+ "J'ai choisi de dessiner le premier jour de la bataille de la Somme, car c'est à partir de ce moment-là que l'homme du peuple a cessé de se bercer d'illusions quant à la véritable nature de la guerre moderne..." Joe Sacco commente ainsi la fresque gigantesque qu'il a dessinée pour commémorer la bataille de la Somme (1916).
Joe Sacco emploie ici le mot juste : illusions.
La culture moderne est en effet une grande pourvoyeuse d'illusions ; lorsque "l'homme du peuple" est ramené à la réalité par les premiers éclats d'obus, il est trop tard.
Autrement dit, l'homme du peuple devrait se méfier de la "culture" autant qu'il faut se méfier du vin.
Les indices sont nombreux du rôle morphinique assigné par les élites culturelles à la culture moderne, dans tous les domaines.

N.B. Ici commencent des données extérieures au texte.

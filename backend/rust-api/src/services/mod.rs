use std::sync::Arc;

use mongodb::Client as MongoClient;
use redis::aio::ConnectionManager;

use crate::config::Config;

pub mod attempt_service;
pub mod attempt_store;
pub mod cache;
pub mod entitlement;
pub mod expiry_sweeper;
pub mod feedback_generator;
pub mod feedback_orchestrator;
pub mod mongo_store;
pub mod question_store;
pub mod scoring;
pub mod timer_policy;

use attempt_store::AttemptStore;
use cache::{ExpiringCache, RedisCache};
use entitlement::EntitlementOracle;
use feedback_generator::{build_generator, FeedbackGenerator};
use feedback_orchestrator::FeedbackOrchestrator;
use mongo_store::{MongoAttemptStore, MongoEntitlementOracle, MongoQuestionStore};
use question_store::QuestionStore;

pub struct AppState {
    pub config: Config,
    pub attempts: Arc<dyn AttemptStore>,
    pub questions: Arc<dyn QuestionStore>,
    pub entitlements: Arc<dyn EntitlementOracle>,
    pub generator: Arc<dyn FeedbackGenerator>,
    pub cache: Arc<dyn ExpiringCache>,
}

impl AppState {
    pub async fn new(
        config: Config,
        mongo_client: MongoClient,
        redis_client: redis::Client,
    ) -> anyhow::Result<Self> {
        let mongo = mongo_client.database(&config.mongo_database);
        mongo_store::ensure_indexes(&mongo).await?;

        tracing::info!("Attempting to connect to Redis...");

        let redis = tokio::time::timeout(
            std::time::Duration::from_secs(30),
            ConnectionManager::new(redis_client),
        )
        .await
        .map_err(|_| anyhow::anyhow!("Redis connection timeout after 30s"))??;

        let cache = RedisCache::new(redis);
        tokio::time::timeout(std::time::Duration::from_secs(5), cache.ping())
            .await
            .map_err(|_| anyhow::anyhow!("Redis PING timeout after 5s"))??;

        tracing::info!("Redis connection established successfully");

        let attempts: Arc<dyn AttemptStore> = Arc::new(MongoAttemptStore::new(mongo.clone()));
        let questions = Arc::new(MongoQuestionStore::new(&mongo));
        let entitlements = Arc::new(MongoEntitlementOracle::new(&mongo, attempts.clone()));
        let generator = build_generator(&config.feedback);

        Ok(Self::from_parts(
            config,
            attempts,
            questions,
            entitlements,
            generator,
            Arc::new(cache),
        ))
    }

    /// Assembles state from already-built collaborators.
    pub fn from_parts(
        config: Config,
        attempts: Arc<dyn AttemptStore>,
        questions: Arc<dyn QuestionStore>,
        entitlements: Arc<dyn EntitlementOracle>,
        generator: Arc<dyn FeedbackGenerator>,
        cache: Arc<dyn ExpiringCache>,
    ) -> Self {
        Self {
            config,
            attempts,
            questions,
            entitlements,
            generator,
            cache,
        }
    }

    pub fn feedback_orchestrator(&self) -> FeedbackOrchestrator {
        FeedbackOrchestrator::new(
            self.attempts.clone(),
            self.questions.clone(),
            self.generator.clone(),
            &self.config.feedback,
        )
    }
}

L'actualité fournit deux exemples : le premier ce sont les trente-six nuances de roman national qui se télescopent chaque fois qu'une grande cérémonie de commémoration est organisée. Chaque parti politique en profite pour entretenir sa petite ou grande illusion.
(Humain, trop humain ? : dans le premier épisode des aventures de l'incroyable Spider-Man (1963), celui-ci négocie avec les "Quatre Fantastiques" son salaire d'embauche comme un banal cadre commercial - déçu par l'offre de ses confrères, Spider-Man renonce à les aider.)
+ La culture de masse, qui trahit le plus nettement la vocation stupéfiante de la culture moderne, vient de perdre un de ses plus grands génies en la personne de Stan Lee, qui relança dans les années 60 l'industrie américaine du "comics" en passe d'être démodée par le cinéma.
Le personnage de "Spider Man", création de Stan Lee, est sans doute le plus fascinant. Son super-pouvoir décrit parfaitement le rôle joué par les intellectuels dans le piège culturel. On n'attrape pas les gosses avec du vinaigre : les producteurs de cinéma le savent très bien, et c'est ce qui donne à la culture de masse son goût sucré un peu écoeurant.
Quant aux intellectuels, leur rôle consiste à étouffer la critique pour étendre le piège. D'où la démarche inepte qui consiste à ériger la BD en "art". Quand bien même les "comics" constituent un matériel de propagande nationaliste grossier, les intellectuels les comparent à la mythologie grecque, qui n'a pas cette vocation nationaliste.
A travers la culture de masse on peut voir que le "populisme" n'est autre chose que l'effort (extrêmement coûteux) accompli par les élites pour maintenir le peuple au niveau de l'intelligence artificielle.
(Portrait de S. Freud par Dali)
+ On a souvent rapproché S. Freud et l'art d'analyser les rêves avec les artistes surréalistes. Il semble que ce soit un malentendu et un contresens si l'on en croit l'article de Natacha Nataf dans le magazine "Beaux-Arts" (novembre), qui rapporte les préventions du médecin allemand vis-à-vis d'un art teinté de folie.
Pour preuve ce bon mot du père de la psychanalyse, rapporté par Dali au cours d'une rencontre qu'il avait sollicitée : - Dans les tableaux classiques, je cherche le subconscient, dans les oeuvres surréalistes, je cherche ce qui est conscient.
[Quand deux rapaces se rencontrent, de quoi parlent-ils ? De charogne-art !]
Commentaires
Tu crois pas que ton accusation des intellectuels est trop générale ?
Si tu commences à être aussi vigilante à propos des produits culturels que tu consommes que tu l'es à propos des produits industriels que tu ingurgites, tu vas vite vérifier ce que je te dis : les intellectuels jouent bien un rôle actif afin d'étouffer la critique et d'empêcher une "démarche culturelle constructive".
Tu vas te rendre compte peu à peu que la valeur de la culture contemporaine est celle d'un produit stupéfiant. Cela fait deux excellentes raisons de s'y opposer : 1/Le bonheur ; 2/La science.
H. Arendt écrivait au début des années 50 : "Il faut dire que les plus actifs promoteurs de la culture de masse ne sont pas ceux qui la produisent eux-mêmes, MAIS UNE SORTE PARTICULIERE D'INTELLECTUELS, souvent bien lus et bien informés, dont la fonction exclusive est d'organiser, diffuser et modifier des objets culturels en vue de persuader les masses qu'"Hamlet" peut être aussi divertissant que "My Fair Lady", et, pourquoi pas, tout aussi éducatif."
Je pourrais citer cinquante exemples précis de cette "sorte particulière d'intellectuels".